**Goal of the exercise**: Report, in full, each line of the material below in which the string "Returns" occurs.

**Data under study**:
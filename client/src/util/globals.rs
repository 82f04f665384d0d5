//! Process-wide failure listeners.
//!
//! Uncaught script errors, unhandled promise rejections, and Rust panics all
//! end up in the reporter tagged with the `app` component.
//!
//! Only the first panic is reported. A panic raised while that report is in
//! flight, and the script error the resulting wasm trap raises afterwards,
//! are left to the console.

#[cfg(test)]
#[path = "globals_test.rs"]
mod globals_test;

use std::cell::Cell;

use shell::component::Component;
use shell::reporter::{PANIC, Reporter};
#[cfg(feature = "csr")]
use shell::reporter::{UNCAUGHT_ERROR, UNHANDLED_REJECTION};

/// Install the panic hook and the `error`/`unhandledrejection` listeners.
pub fn install(reporter: &Reporter) {
    install_panic_hook(reporter.clone());

    #[cfg(feature = "csr")]
    install_window_listeners(reporter);
}

thread_local! {
    static PANICKED: Cell<bool> = const { Cell::new(false) };
}

/// Whether a panic has already reached the hook on this thread.
fn panicked() -> bool {
    PANICKED.with(Cell::get)
}

/// Report a panic unless one was already handled. Returns whether a record
/// was written.
fn report_panic(reporter: &Reporter, source: &str, message: &str) -> bool {
    if panicked() {
        log::error!("panic while handling a panic: {message}");
        return false;
    }
    PANICKED.with(|p| p.set(true));
    if !reporter.try_report_from(source, message, Component::App, PANIC, true) {
        log::error!("reporter busy, panic not recorded: {message}");
        return false;
    }
    true
}

fn install_panic_hook(reporter: Reporter) {
    std::panic::set_hook(Box::new(move |info| {
        #[cfg(feature = "csr")]
        console_error_panic_hook::hook(info);

        let source = info.location().map_or("<unknown>", |l| l.file());
        report_panic(&reporter, source, &info.to_string());
    }));
}

#[cfg(feature = "csr")]
fn install_window_listeners(reporter: &Reporter) {
    use wasm_bindgen::JsCast;
    use wasm_bindgen::closure::Closure;

    let Some(window) = web_sys::window() else {
        log::warn!("globals: no window, listeners not installed");
        return;
    };

    let on_error_reporter = reporter.clone();
    let on_error = Closure::<dyn FnMut(web_sys::ErrorEvent)>::new(move |ev: web_sys::ErrorEvent| {
        if panicked() {
            log::debug!("globals: script error after panic: {}", ev.message());
            return;
        }
        let source = format!("{}:{}", ev.filename(), ev.lineno());
        on_error_reporter.report_from(&source, &ev.message(), Component::App, UNCAUGHT_ERROR, false);
    });

    let on_rejection_reporter = reporter.clone();
    let on_rejection =
        Closure::<dyn FnMut(web_sys::PromiseRejectionEvent)>::new(move |ev: web_sys::PromiseRejectionEvent| {
            if panicked() {
                log::debug!("globals: rejection after panic");
                return;
            }
            let reason = ev.reason();
            let message = reason.as_string().unwrap_or_else(|| format!("{reason:?}"));
            on_rejection_reporter.report_from("<promise>", &message, Component::App, UNHANDLED_REJECTION, false);
        });

    let listeners: [(&str, &js_sys::Function); 2] = [
        ("error", on_error.as_ref().unchecked_ref()),
        ("unhandledrejection", on_rejection.as_ref().unchecked_ref()),
    ];
    for (event, listener) in listeners {
        if let Err(err) = window.add_event_listener_with_callback(event, listener) {
            log::warn!("globals: failed to install {event} listener: {err:?}");
        }
    }

    // Listeners live for the lifetime of the page.
    on_error.forget();
    on_rejection.forget();
}
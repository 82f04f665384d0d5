//! # client
//!
//! Leptos + WASM shell for TitanOS. Boots through the boot animation, the
//! mock login, and the home desktop, one phase at a time.
//!
//! The framework-free pieces (status table, error log, reporter, sequencer)
//! live in the `shell` crate. This crate supplies the browser side: screens
//! and widgets, `localStorage`, the global failure listeners, and the
//! [`host::LeptosHost`] that lets the sequencer mount screens.

pub mod app;
pub mod components;
#[cfg(feature = "csr")]
pub mod host;
pub mod pages;
pub mod state;
pub mod util;

/// WASM entry point.
#[cfg(feature = "csr")]
#[wasm_bindgen::prelude::wasm_bindgen(start)]
pub fn start() {
    use std::sync::Arc;

    use leptos::prelude::*;
    use shell::reporter::Reporter;
    use shell::sequencer::Sequencer;
    use shell::storage::KeyValueStore;

    use crate::app::App;
    use crate::host::LeptosHost;
    use crate::state::phase::PhaseSignals;
    use crate::state::session::SessionStore;
    use crate::util::browser::{self, BrowserAlert, BrowserClock};
    use crate::util::globals;
    use crate::util::storage::LocalStore;

    if let Err(err) = console_log::init_with_level(log::Level::Debug) {
        web_sys::console::warn_1(&format!("logger init failed: {err}").into());
    }

    let store: Arc<dyn KeyValueStore> = Arc::new(LocalStore);
    let reporter = Reporter::new(Arc::clone(&store), BrowserClock, BrowserAlert);
    globals::install(&reporter);

    let current = RwSignal::new(None);
    let (signals, inbox) = PhaseSignals::channel();

    let container = browser::app_container();
    let has_container = container.is_some();
    if let Some(el) = container {
        let app_reporter = reporter.clone();
        let session_store = SessionStore::new(store);
        leptos::mount::mount_to(el, move || {
            view! { <App reporter=app_reporter session_store=session_store current=current signals=signals/> }
        })
        .forget();
    }

    wasm_bindgen_futures::spawn_local(async move {
        let mut host = LeptosHost::new(has_container, current, inbox);
        let outcome = Sequencer::new(reporter).run(&mut host).await;
        log::info!("startup finished: {outcome:?}");
    });
}
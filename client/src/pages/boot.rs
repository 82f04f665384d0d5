//! Boot animation screen: cycles phrases, fills the progress bar, fades, and
//! then signals completion.

use leptos::prelude::*;
use shell::sequencer::Phase;

use crate::state::boot::BootState;
#[cfg(feature = "csr")]
use crate::state::boot::{FADE_MS, PHRASES, STEP_MS};

#[component]
pub fn BootScreen() -> impl IntoView {
    let signals = super::announce_mounted(Phase::Boot);
    let boot = RwSignal::new(BootState::default());

    #[cfg(feature = "csr")]
    leptos::task::spawn_local(async move {
        use crate::util::browser::sleep_ms;

        for step in 0..PHRASES.len() {
            boot.update(|b| b.step = step);
            sleep_ms(STEP_MS).await;
        }
        boot.update(|b| b.fading = true);
        sleep_ms(FADE_MS).await;
        signals.completed(Phase::Boot);
    });
    #[cfg(not(feature = "csr"))]
    {
        let _ = signals;
    }

    view! {
        <div id=Phase::Boot.root_id() class="boot-screen" class:boot-screen--fading=move || boot.get().fading>
            <div class="boot-screen__logo">"TITAN OS"</div>
            <p class="boot-screen__phrase">{move || boot.get().phrase()}</p>
            <div class="boot-screen__progress">
                <div
                    class="boot-screen__progress-fill"
                    style:width=move || format!("{}%", boot.get().progress_percent())
                ></div>
            </div>
        </div>
    }
}
//! # titanos
//!
//! Static host for the TitanOS client bundle.

mod config;
mod routes;

use std::net::SocketAddr;
use std::process::ExitCode;

use tracing_subscriber::EnvFilter;

use crate::config::{ConfigError, HostConfig};

#[derive(Debug, thiserror::Error)]
enum HostError {
    #[error(transparent)]
    Config(#[from] ConfigError),
    #[error("failed to bind {addr}: {source}")]
    Bind { addr: SocketAddr, source: std::io::Error },
    #[error("server failed: {0}")]
    Serve(#[source] std::io::Error),
}

#[tokio::main]
async fn main() -> ExitCode {
    let dotenv = dotenvy::dotenv();
    tracing_subscriber::fmt()
        .with_env_filter(EnvFilter::try_from_default_env().unwrap_or_else(|_| EnvFilter::new("info")))
        .init();
    if let Err(e) = dotenv {
        tracing::debug!(error = %e, "no .env loaded");
    }

    match run(HostConfig::from_env()).await {
        Ok(()) => ExitCode::SUCCESS,
        Err(e) => {
            tracing::error!(error = %e, "titanos host stopped");
            ExitCode::FAILURE
        }
    }
}

async fn run(config: HostConfig) -> Result<(), HostError> {
    config.validate()?;

    let addr = config.bind_addr();
    let listener = tokio::net::TcpListener::bind(addr)
        .await
        .map_err(|source| HostError::Bind { addr, source })?;

    tracing::info!(%addr, dist_dir = %config.dist_dir.display(), "titanos listening");
    axum::serve(listener, routes::app(&config.dist_dir))
        .with_graceful_shutdown(shutdown_signal())
        .await
        .map_err(HostError::Serve)
}

async fn shutdown_signal() {
    if let Err(e) = tokio::signal::ctrl_c().await {
        tracing::warn!(error = %e, "ctrl-c handler unavailable");
        std::future::pending::<()>().await;
    }
    tracing::info!("shutdown requested");
}
use shell::clock::ManualClock;
use shell::notice::LogAlert;
use shell::storage::MemoryStore;

use super::*;

fn reporter() -> Reporter {
    Reporter::new(MemoryStore::new(), ManualClock::new(0), LogAlert)
}

#[test]
fn first_panic_is_reported() {
    let reporter = reporter();
    assert!(!panicked());
    assert!(report_panic(&reporter, "src/app.rs", "boom"));
    assert!(panicked());

    let log = reporter.error_log();
    assert_eq!(log.len(), 1);
    assert_eq!(log.latest().map(|r| r.code.as_str()), Some(PANIC));
}

#[test]
fn nested_panic_is_not_reported_twice() {
    let reporter = reporter();
    assert!(report_panic(&reporter, "src/app.rs", "first"));
    assert!(!report_panic(&reporter, "src/app.rs", "second"));
    assert_eq!(reporter.error_log().len(), 1);
}
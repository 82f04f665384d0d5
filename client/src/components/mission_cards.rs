//! Mission card carousel. Focusing a card also moves the map highlight.

use leptos::prelude::*;
use shell::component::Component;

use crate::state::catalog::{MISSIONS, Mission};
use crate::state::home::HomeState;

#[component]
pub fn MissionCards() -> impl IntoView {
    super::status_on_mount(Component::Missions);

    let home = expect_context::<RwSignal<HomeState>>();
    let focused = move || home.get().missions.index;

    view! {
        <section class="carousel carousel--missions">
            <button class="carousel__nav" title="Previous mission" on:click=move |_| home.update(|h| h.missions.prev())>
                "\u{2039}"
            </button>
            <div class="carousel__track">
                {MISSIONS
                    .iter()
                    .enumerate()
                    .map(|(index, mission)| {
                        view! {
                            <MissionCard
                                mission=*mission
                                focused=Signal::derive(move || focused() == index)
                                on_focus=Callback::new(move |()| home.update(|h| h.missions.select(index)))
                            />
                        }
                    })
                    .collect::<Vec<_>>()}
            </div>
            <button class="carousel__nav" title="Next mission" on:click=move |_| home.update(|h| h.missions.next())>
                "\u{203A}"
            </button>
        </section>
    }
}

#[component]
fn MissionCard(mission: Mission, focused: Signal<bool>, on_focus: Callback<()>) -> impl IntoView {
    view! {
        <article
            class=format!("mission-card mission-card--{}", mission.status.css_modifier())
            class:mission-card--focused=move || focused.get()
            on:click=move |_| on_focus.run(())
        >
            <span class="mission-card__id">{mission.id}</span>
            <h3 class="mission-card__codename">{mission.codename}</h3>
            <span class="mission-card__region">{mission.region}</span>
            <span class="mission-card__status">{mission.status.label()}</span>
        </article>
    }
}
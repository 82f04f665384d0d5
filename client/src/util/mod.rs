//! Browser adapters for the shell's storage, clock, and rendering seams.
//!
//! SYSTEM CONTEXT
//! ==============
//! Everything that touches `web_sys` lives here behind the `csr` feature so
//! pages, components, and state stay testable on the host.

pub mod browser;
pub mod globals;
pub mod storage;
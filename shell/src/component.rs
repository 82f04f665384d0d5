//! Named shell components and their coarse lifecycle states.

#[cfg(test)]
#[path = "component_test.rs"]
mod component_test;

use std::fmt;
use std::str::FromStr;

use serde::{Deserialize, Serialize};

/// Every component that may carry a status entry.
///
/// The set is closed: status updates for names outside it are rejected.
#[derive(Clone, Copy, Debug, PartialEq, Eq, PartialOrd, Ord, Hash, Serialize, Deserialize)]
#[serde(rename_all = "kebab-case")]
pub enum Component {
    /// Global handlers (uncaught errors, rejections, panics).
    App,
    Router,
    Boot,
    Login,
    Home,
    Header,
    Navigation,
    Map,
    Missions,
    ActiveMissions,
    Apps,
}

impl Component {
    pub const ALL: [Component; 11] = [
        Component::App,
        Component::Router,
        Component::Boot,
        Component::Login,
        Component::Home,
        Component::Header,
        Component::Navigation,
        Component::Map,
        Component::Missions,
        Component::ActiveMissions,
        Component::Apps,
    ];

    #[must_use]
    pub fn as_str(self) -> &'static str {
        match self {
            Self::App => "app",
            Self::Router => "router",
            Self::Boot => "boot",
            Self::Login => "login",
            Self::Home => "home",
            Self::Header => "header",
            Self::Navigation => "navigation",
            Self::Map => "map",
            Self::Missions => "missions",
            Self::ActiveMissions => "active-missions",
            Self::Apps => "apps",
        }
    }
}

impl AsRef<str> for Component {
    fn as_ref(&self) -> &str {
        self.as_str()
    }
}

impl fmt::Display for Component {
    fn fmt(&self, f: &mut fmt::Formatter<'_>) -> fmt::Result {
        f.write_str(self.as_str())
    }
}

/// Error returned when a name is not part of the component set.
#[derive(Debug, Clone, PartialEq, Eq, thiserror::Error)]
#[error("unknown component: {0}")]
pub struct UnknownComponent(pub String);

impl FromStr for Component {
    type Err = UnknownComponent;

    fn from_str(raw: &str) -> Result<Self, Self::Err> {
        Self::ALL
            .into_iter()
            .find(|c| c.as_str() == raw)
            .ok_or_else(|| UnknownComponent(raw.to_owned()))
    }
}

/// Coarse lifecycle state recorded per component.
#[derive(Clone, Copy, Debug, Default, PartialEq, Eq, Serialize, Deserialize)]
#[serde(rename_all = "lowercase")]
pub enum Lifecycle {
    #[default]
    Unknown,
    Loading,
    Ok,
    Error,
}

impl Lifecycle {
    #[must_use]
    pub fn as_str(self) -> &'static str {
        match self {
            Self::Unknown => "unknown",
            Self::Loading => "loading",
            Self::Ok => "ok",
            Self::Error => "error",
        }
    }
}
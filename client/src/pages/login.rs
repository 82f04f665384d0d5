//! Mock login screen. Any non-empty callsign and passcode is accepted.

#[cfg(test)]
#[path = "login_test.rs"]
mod login_test;

use leptos::prelude::*;
use shell::component::Component;
use shell::reporter::Reporter;
use shell::sequencer::Phase;

use crate::state::session::{SessionState, SessionStore};

/// Code reported when the session flag cannot be written.
pub const LOGIN_SESSION_WRITE_FAILED: &str = "LOGIN_SESSION_WRITE_FAILED";

/// Trim both fields and require each to be present. Returns the callsign.
pub fn validate_login(callsign: &str, passcode: &str) -> Result<String, &'static str> {
    let callsign = callsign.trim();
    if callsign.is_empty() || passcode.trim().is_empty() {
        return Err("Enter both callsign and passcode.");
    }
    Ok(callsign.to_ascii_uppercase())
}

#[component]
pub fn LoginScreen() -> impl IntoView {
    let signals = super::announce_mounted(Phase::Login);
    let reporter = expect_context::<Reporter>();
    let session = expect_context::<RwSignal<SessionState>>();
    let store = expect_context::<SessionStore>();

    let callsign = RwSignal::new(String::new());
    let passcode = RwSignal::new(String::new());
    let info = RwSignal::new(String::new());
    let signed_in = move || session.get().is_signed_in();

    let on_submit = move |ev: leptos::ev::SubmitEvent| {
        ev.prevent_default();
        if signed_in() {
            return;
        }
        match validate_login(&callsign.get(), &passcode.get()) {
            Ok(name) => {
                info.set(format!("Welcome, {name}."));
                let mut written = Ok(());
                session.update(|s| written = store.sign_in(s, name));
                if let Err(err) = written {
                    reporter.report(&err.to_string(), Component::Login, LOGIN_SESSION_WRITE_FAILED, false);
                }
                signals.completed(Phase::Login);
            }
            Err(msg) => info.set(msg.to_owned()),
        }
    };

    view! {
        <div id=Phase::Login.root_id() class="login-screen">
            <div class="login-card">
                <h1>"TITAN OS"</h1>
                <p class="login-card__subtitle">"Agency Terminal Access"</p>
                <form class="login-form" on:submit=on_submit>
                    <input
                        class="login-input"
                        type="text"
                        placeholder="Callsign"
                        autocomplete="username"
                        prop:value=move || callsign.get()
                        on:input=move |ev| callsign.set(event_target_value(&ev))
                    />
                    <input
                        class="login-input"
                        type="password"
                        placeholder="Passcode"
                        autocomplete="current-password"
                        prop:value=move || passcode.get()
                        on:input=move |ev| passcode.set(event_target_value(&ev))
                    />
                    <button class="login-button" type="submit" disabled=signed_in>
                        "Authenticate"
                    </button>
                </form>
                <Show when=move || !info.get().is_empty()>
                    <p class="login-message">{move || info.get()}</p>
                </Show>
            </div>
        </div>
    }
}
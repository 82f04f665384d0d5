//! Static mission and app catalogs shown on the home screen.

#[cfg(test)]
#[path = "catalog_test.rs"]
mod catalog_test;

#[derive(Clone, Copy, Debug, PartialEq, Eq)]
pub enum MissionStatus {
    Active,
    Standby,
    Complete,
}

impl MissionStatus {
    #[must_use]
    pub fn label(self) -> &'static str {
        match self {
            Self::Active => "ACTIVE",
            Self::Standby => "STANDBY",
            Self::Complete => "COMPLETE",
        }
    }

    #[must_use]
    pub fn css_modifier(self) -> &'static str {
        match self {
            Self::Active => "active",
            Self::Standby => "standby",
            Self::Complete => "complete",
        }
    }
}

/// A mission card and its marker on the map.
#[derive(Clone, Copy, Debug, PartialEq, Eq)]
pub struct Mission {
    pub id: &'static str,
    pub codename: &'static str,
    pub region: &'static str,
    pub status: MissionStatus,
    /// Completion, 0..=100.
    pub progress: u8,
    /// Map position as percentages of the map width/height.
    pub x: u8,
    pub y: u8,
}

#[derive(Clone, Copy, Debug, PartialEq, Eq)]
pub struct AppEntry {
    pub id: &'static str,
    pub name: &'static str,
    pub glyph: &'static str,
}

pub const MISSIONS: [Mission; 6] = [
    Mission { id: "m-101", codename: "DEEP ORBIT", region: "Pacific Relay", status: MissionStatus::Active, progress: 64, x: 12, y: 58 },
    Mission { id: "m-102", codename: "IRON VEIL", region: "Arctic Station", status: MissionStatus::Active, progress: 31, x: 48, y: 14 },
    Mission { id: "m-103", codename: "SILENT TIDE", region: "Atlantic Grid", status: MissionStatus::Standby, progress: 0, x: 34, y: 46 },
    Mission { id: "m-104", codename: "RED MERIDIAN", region: "Sahara Array", status: MissionStatus::Active, progress: 88, x: 52, y: 52 },
    Mission { id: "m-105", codename: "GLASS HORIZON", region: "Himalayan Post", status: MissionStatus::Complete, progress: 100, x: 70, y: 38 },
    Mission { id: "m-106", codename: "NIGHT LANTERN", region: "Outback Field", status: MissionStatus::Standby, progress: 12, x: 84, y: 76 },
];

pub const APPS: [AppEntry; 6] = [
    AppEntry { id: "comms", name: "Comms", glyph: "\u{260E}" },
    AppEntry { id: "intel", name: "Intel", glyph: "\u{2139}" },
    AppEntry { id: "logistics", name: "Logistics", glyph: "\u{2692}" },
    AppEntry { id: "archive", name: "Archive", glyph: "\u{2630}" },
    AppEntry { id: "telemetry", name: "Telemetry", glyph: "\u{2248}" },
    AppEntry { id: "settings", name: "Settings", glyph: "\u{2699}" },
];

/// Missions currently in progress, in catalog order.
pub fn active_missions() -> impl Iterator<Item = &'static Mission> {
    MISSIONS.iter().filter(|m| m.status == MissionStatus::Active)
}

**Exercise result**:
/// Report a panic unless one was already handled. Returns whether a record
/// Trim both fields and require each to be present. Returns the callsign.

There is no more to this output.